Additive vs Subtractive

Metaphor for future software engineering practice.

Steve Klabnik on 2025-11-17:

A “probably not new to me but I’ve been thinking about it” hot take:

AI-first development processes are significantly different than traditional ones in a similar way to how subtractive manufacturing is different than additive manufacturing

Some of what this means is based on what these forms of manufacturing mean to you.

What I mean is something akin to “traditionally you build up what you want from nothing” and with AI is something closer to “throw some clay on a wheel and start shaping”

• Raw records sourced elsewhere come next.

//! Styling and formatting for log messages

use console::style;
use tracing::Level;

use super::levels::EventLevel;

/// Formats a log level with appropriate styling
pub fn format_level(level: &Level, use_color: bool) -> String {
    if !use_color {
        match *level {
            Level::ERROR => "ERROR".to_string(),
            Level::WARN => "WARN ".to_string(),
            Level::INFO => "".to_string(), // INFO is implied
            Level::DEBUG => "DEBUG".to_string(),
            Level::TRACE => "TRACE".to_string(),
        }
    } else {
        match *level {
            Level::ERROR => style("ERROR").red().bold().to_string(),
            Level::WARN => style("WARN ").yellow().to_string(),
            Level::INFO => "".to_string(),
            Level::DEBUG => style("DEBUG").blue().to_string(),
            Level::TRACE => style("TRACE").magenta().to_string(),
        }
    }
}

/// Gets the tree prefix symbol for a given event level
pub fn get_tree_prefix(level: EventLevel) -> &'static str {
    match level {
        EventLevel::Root => "▶",
        EventLevel::Stage => "●",
        EventLevel::Step => " ",
        EventLevel::Detail => " ",
    }
}

/// Applies styling to message content based on event level
pub fn style_message(message: &str, level: EventLevel, use_color: bool) -> String {
    if !use_color {
        return message.to_string();
    }

    match level {
        EventLevel::Root => style(message).bold().cyan().to_string(),
        EventLevel::Stage => style(message).bold().green().to_string(),
        EventLevel::Step => style(message).cyan().to_string(),
        EventLevel::Detail => style(message).dim().to_string(),
    }
}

This resonates. As some folks have discussed, coding agents require that the engineer in charge have stronger code review skills than code authoring skills, as well as mid-level code architecture skill (where should the abstraction boundaries be, where should logic live?). I'm also getting the impression that the software process itself will become part of what is engineered, because coding agents are low-skill and semi-autonomous — how to break work down into reviewable pieces, how to mitigate lack of testing or other code quality issues, how to coordinate work between agents, etc.

As an example of subtractive manufacturing, the vast majority of knives start their life as bars of steel rather than forged from chunks of metal. It's much more cost-effective for steel foundries to focus on the metallurgy, producing consistent quality of steels with different chemical makeups, for knife makers to purchase those bars in predetermined thicknesses. The knife makers then use bandsaws and abrasive belt grinders to take away and shape the metal blank into the final knife shape.

Within the metaphor, the coding agents would autonomously crank out a full "block" of code at the specific abstraction level. The engineer in charge would then use different agents or other tools to remove unnecessary code from the "block" and shape specific parts into a functional and maintainable application.